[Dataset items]
┌──

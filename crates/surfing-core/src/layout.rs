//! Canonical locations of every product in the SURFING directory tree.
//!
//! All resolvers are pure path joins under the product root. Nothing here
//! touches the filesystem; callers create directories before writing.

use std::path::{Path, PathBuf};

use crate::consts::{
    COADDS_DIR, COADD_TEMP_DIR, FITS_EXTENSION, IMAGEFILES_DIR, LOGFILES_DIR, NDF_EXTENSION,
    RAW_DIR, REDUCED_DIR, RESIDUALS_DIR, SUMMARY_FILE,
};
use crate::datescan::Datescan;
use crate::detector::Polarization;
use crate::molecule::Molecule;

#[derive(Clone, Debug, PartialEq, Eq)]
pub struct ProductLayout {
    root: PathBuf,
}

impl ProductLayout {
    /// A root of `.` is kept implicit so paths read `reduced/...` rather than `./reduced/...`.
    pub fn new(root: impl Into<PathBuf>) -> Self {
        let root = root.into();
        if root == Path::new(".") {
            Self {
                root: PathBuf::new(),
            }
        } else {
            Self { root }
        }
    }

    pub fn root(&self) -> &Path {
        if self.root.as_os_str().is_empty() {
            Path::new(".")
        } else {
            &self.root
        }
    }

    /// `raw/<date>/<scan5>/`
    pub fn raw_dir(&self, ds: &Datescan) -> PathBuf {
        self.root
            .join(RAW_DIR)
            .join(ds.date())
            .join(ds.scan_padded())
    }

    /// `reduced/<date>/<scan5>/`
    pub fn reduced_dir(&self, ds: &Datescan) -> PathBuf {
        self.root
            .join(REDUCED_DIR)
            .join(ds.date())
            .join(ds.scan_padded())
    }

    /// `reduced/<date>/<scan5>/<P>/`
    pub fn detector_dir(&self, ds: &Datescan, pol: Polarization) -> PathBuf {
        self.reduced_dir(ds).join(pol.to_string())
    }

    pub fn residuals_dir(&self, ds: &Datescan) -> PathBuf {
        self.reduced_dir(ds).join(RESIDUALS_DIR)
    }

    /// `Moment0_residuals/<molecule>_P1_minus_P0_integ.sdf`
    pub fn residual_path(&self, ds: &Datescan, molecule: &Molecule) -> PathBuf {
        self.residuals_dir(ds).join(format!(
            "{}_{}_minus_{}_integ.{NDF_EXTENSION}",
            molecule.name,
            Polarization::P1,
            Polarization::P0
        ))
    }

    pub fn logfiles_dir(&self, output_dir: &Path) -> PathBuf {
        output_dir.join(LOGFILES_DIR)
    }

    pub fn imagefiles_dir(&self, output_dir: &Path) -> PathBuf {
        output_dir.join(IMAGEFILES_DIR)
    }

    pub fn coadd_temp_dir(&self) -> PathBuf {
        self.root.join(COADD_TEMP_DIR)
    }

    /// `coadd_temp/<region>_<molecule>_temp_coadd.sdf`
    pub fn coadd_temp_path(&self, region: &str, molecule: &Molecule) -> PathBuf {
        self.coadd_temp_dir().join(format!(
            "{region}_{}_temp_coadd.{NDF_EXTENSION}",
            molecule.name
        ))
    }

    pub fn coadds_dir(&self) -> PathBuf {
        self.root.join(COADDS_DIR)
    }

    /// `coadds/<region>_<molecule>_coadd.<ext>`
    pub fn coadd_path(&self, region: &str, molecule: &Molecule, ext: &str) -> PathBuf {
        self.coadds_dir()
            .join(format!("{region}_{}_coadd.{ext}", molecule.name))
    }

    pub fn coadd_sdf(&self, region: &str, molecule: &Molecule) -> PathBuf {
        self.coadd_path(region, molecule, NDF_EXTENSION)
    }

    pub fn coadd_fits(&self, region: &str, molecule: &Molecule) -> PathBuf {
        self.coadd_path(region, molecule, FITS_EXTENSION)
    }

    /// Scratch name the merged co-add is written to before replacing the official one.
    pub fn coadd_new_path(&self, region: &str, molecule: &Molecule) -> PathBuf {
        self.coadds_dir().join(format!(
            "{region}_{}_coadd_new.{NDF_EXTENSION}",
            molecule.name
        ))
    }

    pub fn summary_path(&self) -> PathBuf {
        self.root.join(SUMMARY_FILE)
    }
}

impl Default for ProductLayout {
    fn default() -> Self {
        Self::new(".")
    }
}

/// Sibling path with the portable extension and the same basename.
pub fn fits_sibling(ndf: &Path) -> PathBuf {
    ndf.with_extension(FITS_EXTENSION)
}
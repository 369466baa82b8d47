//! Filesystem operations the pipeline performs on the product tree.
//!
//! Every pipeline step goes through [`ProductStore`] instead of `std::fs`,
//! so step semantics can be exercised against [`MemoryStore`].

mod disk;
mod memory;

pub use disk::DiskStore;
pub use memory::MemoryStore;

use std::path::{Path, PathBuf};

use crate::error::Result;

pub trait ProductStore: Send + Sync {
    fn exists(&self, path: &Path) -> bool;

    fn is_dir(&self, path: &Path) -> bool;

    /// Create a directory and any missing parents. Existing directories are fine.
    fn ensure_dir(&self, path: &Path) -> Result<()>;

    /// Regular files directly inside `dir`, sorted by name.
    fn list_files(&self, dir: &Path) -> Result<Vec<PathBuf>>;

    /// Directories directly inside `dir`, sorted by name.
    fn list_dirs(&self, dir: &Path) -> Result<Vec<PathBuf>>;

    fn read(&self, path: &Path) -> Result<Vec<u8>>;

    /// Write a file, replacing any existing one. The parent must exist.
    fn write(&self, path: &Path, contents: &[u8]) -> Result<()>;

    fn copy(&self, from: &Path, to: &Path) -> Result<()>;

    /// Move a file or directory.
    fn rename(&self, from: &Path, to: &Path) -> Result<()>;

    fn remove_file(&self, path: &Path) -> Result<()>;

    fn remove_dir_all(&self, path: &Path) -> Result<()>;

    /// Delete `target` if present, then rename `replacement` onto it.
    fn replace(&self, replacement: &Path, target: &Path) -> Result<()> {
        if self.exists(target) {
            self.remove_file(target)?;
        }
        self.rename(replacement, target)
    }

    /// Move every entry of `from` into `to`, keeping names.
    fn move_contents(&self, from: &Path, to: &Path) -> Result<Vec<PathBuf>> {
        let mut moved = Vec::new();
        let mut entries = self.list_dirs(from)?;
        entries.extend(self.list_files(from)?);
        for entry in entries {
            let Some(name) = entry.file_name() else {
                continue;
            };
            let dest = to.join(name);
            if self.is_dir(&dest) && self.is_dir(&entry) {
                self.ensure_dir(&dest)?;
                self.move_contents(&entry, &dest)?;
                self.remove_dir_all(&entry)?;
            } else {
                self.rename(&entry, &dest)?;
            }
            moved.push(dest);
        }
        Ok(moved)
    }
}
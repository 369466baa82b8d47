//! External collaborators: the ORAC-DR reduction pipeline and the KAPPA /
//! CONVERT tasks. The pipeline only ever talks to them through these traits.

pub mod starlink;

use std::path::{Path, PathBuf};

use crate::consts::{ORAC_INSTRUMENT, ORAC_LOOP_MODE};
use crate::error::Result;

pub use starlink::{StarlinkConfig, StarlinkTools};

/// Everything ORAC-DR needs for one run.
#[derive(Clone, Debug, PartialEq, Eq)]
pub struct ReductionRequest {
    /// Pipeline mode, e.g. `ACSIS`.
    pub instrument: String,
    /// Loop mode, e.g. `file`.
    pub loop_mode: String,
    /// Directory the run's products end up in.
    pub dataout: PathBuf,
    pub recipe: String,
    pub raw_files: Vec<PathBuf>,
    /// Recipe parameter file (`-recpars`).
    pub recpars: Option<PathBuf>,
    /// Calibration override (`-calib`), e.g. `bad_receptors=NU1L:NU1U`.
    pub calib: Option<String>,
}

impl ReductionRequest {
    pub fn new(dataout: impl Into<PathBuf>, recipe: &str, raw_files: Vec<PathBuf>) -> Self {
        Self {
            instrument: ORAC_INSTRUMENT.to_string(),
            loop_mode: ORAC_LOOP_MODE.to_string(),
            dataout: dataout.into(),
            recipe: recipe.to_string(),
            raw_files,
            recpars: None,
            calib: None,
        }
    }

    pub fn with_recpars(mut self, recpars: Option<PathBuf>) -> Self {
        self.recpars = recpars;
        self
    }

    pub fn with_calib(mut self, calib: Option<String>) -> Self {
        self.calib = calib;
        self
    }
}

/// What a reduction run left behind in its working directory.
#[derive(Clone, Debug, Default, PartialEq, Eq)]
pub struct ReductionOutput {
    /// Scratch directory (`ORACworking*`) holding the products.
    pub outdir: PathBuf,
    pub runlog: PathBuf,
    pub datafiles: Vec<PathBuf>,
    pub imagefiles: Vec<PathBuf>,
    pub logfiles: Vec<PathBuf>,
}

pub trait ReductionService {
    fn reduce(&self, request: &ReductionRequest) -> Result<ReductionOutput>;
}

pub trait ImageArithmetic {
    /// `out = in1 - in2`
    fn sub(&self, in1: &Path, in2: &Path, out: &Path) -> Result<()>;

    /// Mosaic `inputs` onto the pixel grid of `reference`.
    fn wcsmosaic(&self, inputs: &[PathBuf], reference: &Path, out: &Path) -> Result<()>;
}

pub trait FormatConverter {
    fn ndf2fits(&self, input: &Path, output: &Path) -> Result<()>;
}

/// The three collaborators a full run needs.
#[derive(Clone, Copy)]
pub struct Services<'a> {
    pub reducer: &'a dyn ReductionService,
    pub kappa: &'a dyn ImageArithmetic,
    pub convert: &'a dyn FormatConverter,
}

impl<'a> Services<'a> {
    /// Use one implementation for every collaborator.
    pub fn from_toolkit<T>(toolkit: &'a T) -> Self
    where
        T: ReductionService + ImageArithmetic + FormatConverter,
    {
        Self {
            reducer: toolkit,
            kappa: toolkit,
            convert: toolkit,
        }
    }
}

└──

> **EXERCISE**: Which of the lines in the data hold the string "entries"? Report each of them by copying it.

> **OUTPUT OF THE TASK**:
        let mut entries = self.list_dirs(from)?;
        entries.extend(self.list_files(from)?);
        for entry in entries {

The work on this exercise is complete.